[Stored data entries]
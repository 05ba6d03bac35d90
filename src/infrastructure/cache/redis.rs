//! Redis cache store implementation

use std::collections::HashMap;
use std::fmt;
use std::future::Future;
use std::time::Duration;

use async_trait::async_trait;
use chrono::Utc;
use redis::aio::ConnectionManager;
use redis::{AsyncCommands, Client, RedisResult};
use serde::{Deserialize, Serialize};
use tracing::warn;

use crate::domain::cache::{CacheStore, SimilarKey, SimilarityQuery};
use crate::domain::embedding::similarity_score;
use crate::domain::DomainError;

/// Hash holding `key -> IndexedVector` for every similarity-indexed key
const VECTOR_INDEX_KEY: &str = "vindex";

/// Vector index field value. Carries the value key's expiry so that every
/// scan can drop fields whose key has expired, whatever their score.
#[derive(Debug, Serialize, Deserialize)]
struct IndexedVector {
    /// Unix time in milliseconds
    expires_at: i64,
    vector: Vec<f32>,
}

impl IndexedVector {
    fn new(vector: Vec<f32>, ttl_secs: u64) -> Self {
        let ttl_ms = i64::try_from(ttl_secs.saturating_mul(1000)).unwrap_or(i64::MAX);

        Self {
            expires_at: Utc::now().timestamp_millis().saturating_add(ttl_ms),
            vector,
        }
    }

    fn is_expired(&self, now_ms: i64) -> bool {
        now_ms >= self.expires_at
    }

    fn to_json(&self) -> Result<String, DomainError> {
        serde_json::to_string(self)
            .map_err(|e| DomainError::internal(format!("Failed to serialize vector: {}", e)))
    }
}

/// Configuration for the Redis store
#[derive(Debug, Clone)]
pub struct RedisCacheStoreConfig {
    /// Redis connection URL (e.g., "redis://127.0.0.1:6379")
    pub url: String,
    /// Key prefix for namespacing
    pub key_prefix: Option<String>,
    /// Bound on every individual command
    pub operation_timeout: Duration,
    /// Bound on establishing the initial connection
    pub connection_timeout: Duration,
}

impl Default for RedisCacheStoreConfig {
    fn default() -> Self {
        Self {
            url: "redis://127.0.0.1:6379".to_string(),
            key_prefix: None,
            operation_timeout: Duration::from_millis(150),
            connection_timeout: Duration::from_secs(5),
        }
    }
}

impl RedisCacheStoreConfig {
    /// Creates a new configuration with the given URL
    pub fn new(url: impl Into<String>) -> Self {
        Self {
            url: url.into(),
            ..Default::default()
        }
    }

    /// Sets the key prefix
    pub fn with_key_prefix(mut self, prefix: impl Into<String>) -> Self {
        self.key_prefix = Some(prefix.into());
        self
    }

    /// Sets the per-command timeout
    pub fn with_operation_timeout(mut self, timeout: Duration) -> Self {
        self.operation_timeout = timeout;
        self
    }

    /// Sets the connection timeout
    pub fn with_connection_timeout(mut self, timeout: Duration) -> Self {
        self.connection_timeout = timeout;
        self
    }
}

/// Inserts credentials into a `redis://` or `rediss://` URL that has none
pub fn connection_url(url: &str, username: Option<&str>, password: Option<&str>) -> String {
    let Some(password) = password else {
        return url.to_string();
    };

    let Some((scheme, rest)) = url.split_once("://") else {
        return url.to_string();
    };

    if rest.contains('@') {
        return url.to_string();
    }

    format!(
        "{}://{}:{}@{}",
        scheme,
        username.unwrap_or_default(),
        password,
        rest
    )
}

/// Redis-backed cache store
///
/// - TTL support per entry via `SET .. EX`
/// - Similarity lookups scan a vector index hash; every scan prunes fields
///   whose value key has expired or been removed
/// - Concurrent use through a cloned `ConnectionManager` (multiplexed)
#[derive(Clone)]
pub struct RedisCacheStore {
    connection: ConnectionManager,
    config: RedisCacheStoreConfig,
}

impl fmt::Debug for RedisCacheStore {
    fn fmt(&self, f: &mut fmt::Formatter<'_>) -> fmt::Result {
        f.debug_struct("RedisCacheStore")
            .field("key_prefix", &self.config.key_prefix)
            .field("operation_timeout", &self.config.operation_timeout)
            .field("connection", &"<ConnectionManager>")
            .finish()
    }
}

impl RedisCacheStore {
    /// Connects to Redis
    pub async fn new(config: RedisCacheStoreConfig) -> Result<Self, DomainError> {
        let client = Client::open(config.url.as_str()).map_err(|e| {
            DomainError::configuration(format!("Failed to create Redis client: {}", e))
        })?;

        let connection = tokio::time::timeout(config.connection_timeout, ConnectionManager::new(client))
            .await
            .map_err(|_| {
                DomainError::cache_unavailable(format!(
                    "Timed out connecting to Redis after {:?}",
                    config.connection_timeout
                ))
            })?
            .map_err(|e| DomainError::cache_unavailable(format!("Failed to connect to Redis: {}", e)))?;

        Ok(Self { connection, config })
    }

    fn prefix_key(&self, key: &str) -> String {
        match &self.config.key_prefix {
            Some(prefix) => format!("{}:{}", prefix, key),
            None => key.to_string(),
        }
    }

    fn strip_prefix<'a>(&self, key: &'a str) -> Option<&'a str> {
        match &self.config.key_prefix {
            Some(prefix) => key
                .strip_prefix(prefix.as_str())
                .and_then(|rest| rest.strip_prefix(':')),
            None => Some(key),
        }
    }

    fn index_key(&self) -> String {
        self.prefix_key(VECTOR_INDEX_KEY)
    }

    fn ttl_secs(ttl: Duration) -> u64 {
        ttl.as_secs().max(1)
    }

    /// Runs one round trip under the operation timeout
    async fn bounded<T, F>(&self, operation: &str, future: F) -> Result<T, DomainError>
    where
        F: Future<Output = RedisResult<T>>,
    {
        match tokio::time::timeout(self.config.operation_timeout, future).await {
            Ok(Ok(value)) => Ok(value),
            Ok(Err(e)) => Err(DomainError::cache_unavailable(format!(
                "{} failed: {}",
                operation, e
            ))),
            Err(_) => Err(DomainError::cache_unavailable(format!(
                "{} timed out after {:?}",
                operation, self.config.operation_timeout
            ))),
        }
    }
}

#[async_trait]
impl CacheStore for RedisCacheStore {
    async fn get_raw(&self, key: &str) -> Result<Option<String>, DomainError> {
        let prefixed_key = self.prefix_key(key);
        let mut conn = self.connection.clone();

        self.bounded("GET", conn.get::<_, Option<String>>(&prefixed_key))
            .await
    }

    async fn set_raw(&self, key: &str, value: &str, ttl: Duration) -> Result<(), DomainError> {
        let prefixed_key = self.prefix_key(key);
        let mut conn = self.connection.clone();

        self.bounded(
            "SET",
            conn.set_ex::<_, _, ()>(&prefixed_key, value, Self::ttl_secs(ttl)),
        )
        .await
    }

    async fn set_vector(
        &self,
        key: &str,
        value: &str,
        vector: &[f32],
        ttl: Duration,
    ) -> Result<(), DomainError> {
        let prefixed_key = self.prefix_key(key);
        let ttl_secs = Self::ttl_secs(ttl);
        let indexed = IndexedVector::new(vector.to_vec(), ttl_secs).to_json()?;
        let mut conn = self.connection.clone();

        let mut pipe = redis::pipe();
        pipe.atomic()
            .set_ex(&prefixed_key, value, ttl_secs)
            .ignore()
            .hset(self.index_key(), &prefixed_key, indexed)
            .ignore();

        self.bounded("SET+HSET", pipe.query_async::<()>(&mut conn))
            .await
    }

    async fn delete(&self, key: &str) -> Result<bool, DomainError> {
        let prefixed_key = self.prefix_key(key);
        let mut conn = self.connection.clone();

        let mut pipe = redis::pipe();
        pipe.atomic()
            .del(&prefixed_key)
            .hdel(self.index_key(), &prefixed_key)
            .ignore();

        let (deleted,): (i64,) = self
            .bounded("DEL+HDEL", pipe.query_async(&mut conn))
            .await?;

        Ok(deleted > 0)
    }

    async fn expire(&self, key: &str, ttl: Duration) -> Result<bool, DomainError> {
        let prefixed_key = self.prefix_key(key);
        let index_key = self.index_key();
        let ttl_secs = Self::ttl_secs(ttl);
        let mut conn = self.connection.clone();

        let mut pipe = redis::pipe();
        pipe.atomic()
            .expire(&prefixed_key, ttl_secs as i64)
            .hget(&index_key, &prefixed_key);

        let (updated, indexed): (bool, Option<String>) = self
            .bounded("EXPIRE+HGET", pipe.query_async(&mut conn))
            .await?;

        // Keep the index record's expiry in step with the key
        if let Some(indexed) = indexed.filter(|_| updated) {
            let refreshed = match serde_json::from_str::<IndexedVector>(&indexed) {
                Ok(old) => IndexedVector::new(old.vector, ttl_secs).to_json()?,
                Err(_) => return Ok(updated),
            };

            self.bounded(
                "HSET",
                conn.hset::<_, _, _, ()>(&index_key, &prefixed_key, refreshed),
            )
            .await?;
        }

        Ok(updated)
    }

    async fn find_similar(
        &self,
        query: &SimilarityQuery<'_>,
    ) -> Result<Vec<SimilarKey>, DomainError> {
        let index_key = self.index_key();
        let mut conn = self.connection.clone();

        let index: HashMap<String, String> = self
            .bounded("HGETALL", conn.hgetall(&index_key))
            .await?;

        let now_ms = Utc::now().timestamp_millis();
        let mut stale: Vec<String> = Vec::new();
        let mut candidates: Vec<(String, SimilarKey)> = Vec::new();

        for (field, indexed) in index {
            let indexed = match serde_json::from_str::<IndexedVector>(&indexed) {
                Ok(indexed) if !indexed.is_expired(now_ms) => indexed,
                _ => {
                    stale.push(field);
                    continue;
                }
            };

            let Some(logical_key) = self.strip_prefix(&field) else {
                continue;
            };

            if !query.accepts_key(logical_key) {
                continue;
            }

            let similarity = similarity_score(query.vector, &indexed.vector);
            if similarity >= query.threshold {
                let similar = SimilarKey::new(logical_key, similarity);
                candidates.push((field, similar));
            }
        }

        candidates.sort_by(|a, b| {
            b.1.similarity
                .partial_cmp(&a.1.similarity)
                .unwrap_or(std::cmp::Ordering::Equal)
        });

        let mut results = Vec::new();

        if !candidates.is_empty() {
            let mut pipe = redis::pipe();
            for (field, _) in &candidates {
                pipe.exists(field);
            }

            let exists: Vec<bool> = self
                .bounded("EXISTS", pipe.query_async(&mut conn))
                .await?;

            for ((field, similar), alive) in candidates.into_iter().zip(exists) {
                if !alive {
                    stale.push(field);
                } else if results.len() < query.limit {
                    results.push(similar);
                }
            }
        }

        if !stale.is_empty() {
            let pruned = self
                .bounded("HDEL", conn.hdel::<_, _, i64>(&index_key, &stale))
                .await;

            if let Err(e) = pruned {
                warn!("Failed to prune {} stale vector index fields: {}", stale.len(), e);
            }
        }

        Ok(results)
    }

    async fn add_to_set(
        &self,
        key: &str,
        member: &str,
        ttl: Duration,
    ) -> Result<(), DomainError> {
        let prefixed_key = self.prefix_key(key);
        let mut conn = self.connection.clone();

        let mut pipe = redis::pipe();
        pipe.atomic()
            .sadd(&prefixed_key, member)
            .ignore()
            .expire(&prefixed_key, Self::ttl_secs(ttl) as i64)
            .ignore();

        self.bounded("SADD+EXPIRE", pipe.query_async::<()>(&mut conn))
            .await
    }

    async fn take_set(&self, key: &str) -> Result<Vec<String>, DomainError> {
        let prefixed_key = self.prefix_key(key);
        let mut conn = self.connection.clone();

        let mut pipe = redis::pipe();
        pipe.atomic()
            .smembers(&prefixed_key)
            .del(&prefixed_key)
            .ignore();

        let (mut members,): (Vec<String>,) = self
            .bounded("SMEMBERS+DEL", pipe.query_async(&mut conn))
            .await?;

        members.sort();
        Ok(members)
    }

    async fn increment(&self, key: &str) -> Result<u64, DomainError> {
        let prefixed_key = self.prefix_key(key);
        let mut conn = self.connection.clone();

        self.bounded("INCR", conn.incr::<_, _, u64>(&prefixed_key, 1))
            .await
    }
}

* **What is needed**
Reproduce the entries exactly, but only from their first line to the line holding "use redis::aio::ConnectionManager;", with that last line kept.

* **Task answer**
repository 05ba6d03bac35d90
filename src/infrastructure/cache/redis.rs
//! Redis cache store implementation

use std::collections::HashMap;
use std::fmt;
use std::future::Future;
use std::time::Duration;

use async_trait::async_trait;
use chrono::Utc;
use redis::aio::ConnectionManager;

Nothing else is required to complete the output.